Early life and education
Ikonne was born in Agburuike, Nsulu in Isiala Ngwa North, Abia State. After attending Ngwa High School in Aba of Abia State, he studied optometry at Manila Central University, Philippines. He also graduated from a specialist master's degree programme in Hospital Administration at St. Jude College, also in the Philippines, and on his return to Nigeria in 1985, served as consulting optometrist at the Park Lane General Hospital, Enugu, and obtained a Doctor of Philosophy degree in Environmental Health Science from Abia State University.

Career
From 2010 to 2014, Ikonne served as the Deputy Vice-Chancellor (Academic), Abia State University after then served as Rector, Abia State Polytechnic, Aba – (on Rescue Mission). He became the 7th Substantive Vice-Chancellor, Abia State University in December 2015. He also served as the Head of Department of Optometry in the same institution. While at the Abia State University, he has served as the Acting Dean of Faculty of Health Sciences and Deputy Provost, College of Medicine & Health Sciences.
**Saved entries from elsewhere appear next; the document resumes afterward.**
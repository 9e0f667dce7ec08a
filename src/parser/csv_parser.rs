// clean_jobs.csv parsing
use csv::{ReaderBuilder, StringRecord};
use std::fs::File;
use std::io::Read;
use tracing::{debug, info, warn};

use crate::model::{JobRecord, LoaderError};
use crate::utils::{parse_datetime, parse_number};

const DATE_HINTS: &[&str] = &["date", "posted", "time", "created"];

/// Parsed postings plus the name of the column dates were read from, if any.
#[derive(Debug, Clone, Default)]
pub struct Dataset {
    pub records: Vec<JobRecord>,
    pub date_column: Option<String>,
}

impl Dataset {
    pub fn len(&self) -> usize {
        self.records.len()
    }

    pub fn is_empty(&self) -> bool {
        self.records.is_empty()
    }
}

pub trait Parser {
    fn parse(&self, text: &str) -> Result<Dataset, LoaderError>;
}

pub struct CsvJobParser;

impl CsvJobParser {
    pub fn new() -> Self {
        Self
    }

    pub fn load(&self, path: &str) -> Result<Dataset, LoaderError> {
        let file = File::open(path).map_err(|source| LoaderError::Open {
            path: path.to_string(),
            source,
        })?;
        let dataset = self.parse_reader(file)?;
        info!("Loaded {} postings from {}", dataset.len(), path);
        Ok(dataset)
    }

    pub fn parse_reader<R: Read>(&self, reader: R) -> Result<Dataset, LoaderError> {
        let mut rdr = ReaderBuilder::new().flexible(true).from_reader(reader);
        let headers = rdr.headers()?.clone();
        let columns = Columns::resolve(&headers);

        if let Some(date_col) = &columns.date_name {
            debug!("Using '{}' as the posting date column", date_col);
        }

        let mut records = Vec::new();
        let mut skipped = 0usize;
        for (idx, row) in rdr.records().enumerate() {
            match row {
                Ok(row) => records.push(columns.to_record(&row)),
                Err(e) => {
                    skipped += 1;
                    warn!("Skipping malformed row {}: {}", idx + 2, e);
                }
            }
        }
        if skipped > 0 {
            warn!("Skipped {} malformed rows", skipped);
        }

        Ok(Dataset {
            records,
            date_column: columns.date_name,
        })
    }
}

impl Parser for CsvJobParser {
    fn parse(&self, text: &str) -> Result<Dataset, LoaderError> {
        self.parse_reader(text.as_bytes())
    }
}

/// Header positions of the columns we read; absent columns read as missing.
struct Columns {
    job_title: Option<usize>,
    city: Option<usize>,
    position_level: Option<usize>,
    job_fields: Option<usize>,
    salary_mid: Option<usize>,
    experience_years: Option<usize>,
    date: Option<usize>,
    date_name: Option<String>,
}

impl Columns {
    fn resolve(headers: &StringRecord) -> Self {
        let find = |name: &str| headers.iter().position(|h| h.trim() == name);
        let date = headers.iter().position(|h| {
            let lower = h.to_lowercase();
            DATE_HINTS.iter().any(|hint| lower.contains(hint))
        });
        Self {
            job_title: find("job_title"),
            city: find("city"),
            position_level: find("position_level"),
            job_fields: find("job_fields"),
            salary_mid: find("salary_mid"),
            experience_years: find("experience_years"),
            date,
            date_name: date.and_then(|i| headers.get(i)).map(str::to_string),
        }
    }

    fn text(row: &StringRecord, idx: Option<usize>) -> &str {
        idx.and_then(|i| row.get(i)).unwrap_or("").trim()
    }

    fn number(row: &StringRecord, idx: Option<usize>) -> Option<f64> {
        parse_number(Self::text(row, idx))
    }

    fn to_record(&self, row: &StringRecord) -> JobRecord {
        JobRecord::new(
            Self::text(row, self.job_title),
            Self::text(row, self.city),
            Self::text(row, self.position_level),
            Self::text(row, self.job_fields),
            Self::number(row, self.salary_mid),
            Self::number(row, self.experience_years),
        )
        .with_posted_at(parse_datetime(Self::text(row, self.date)))
    }
}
In 1993, he was appointed to a member of the Optometrists and Dispensing Opticians Registration Board of Nigeria. He was also subsequently appointed chairman of the education committee in Abia State. In 2019, he was appointed Chairman, Governing Board of the Optometrists and Dispensing Opticians Registration Board of Nigeria (ODORBN) and served on the board till 2022. Ikonne won the African Optometric Educator Award of the year 2003 and the Distinguished merit Award of the Nigerian Optometric Association, 2006.

References

Living people
Nigerian optometrists
Nigerian male writers
Academic staff of Abia State University
Igbo academics
Vice-Chancellors of Abia State University Uturu
Year of birth missing (living people)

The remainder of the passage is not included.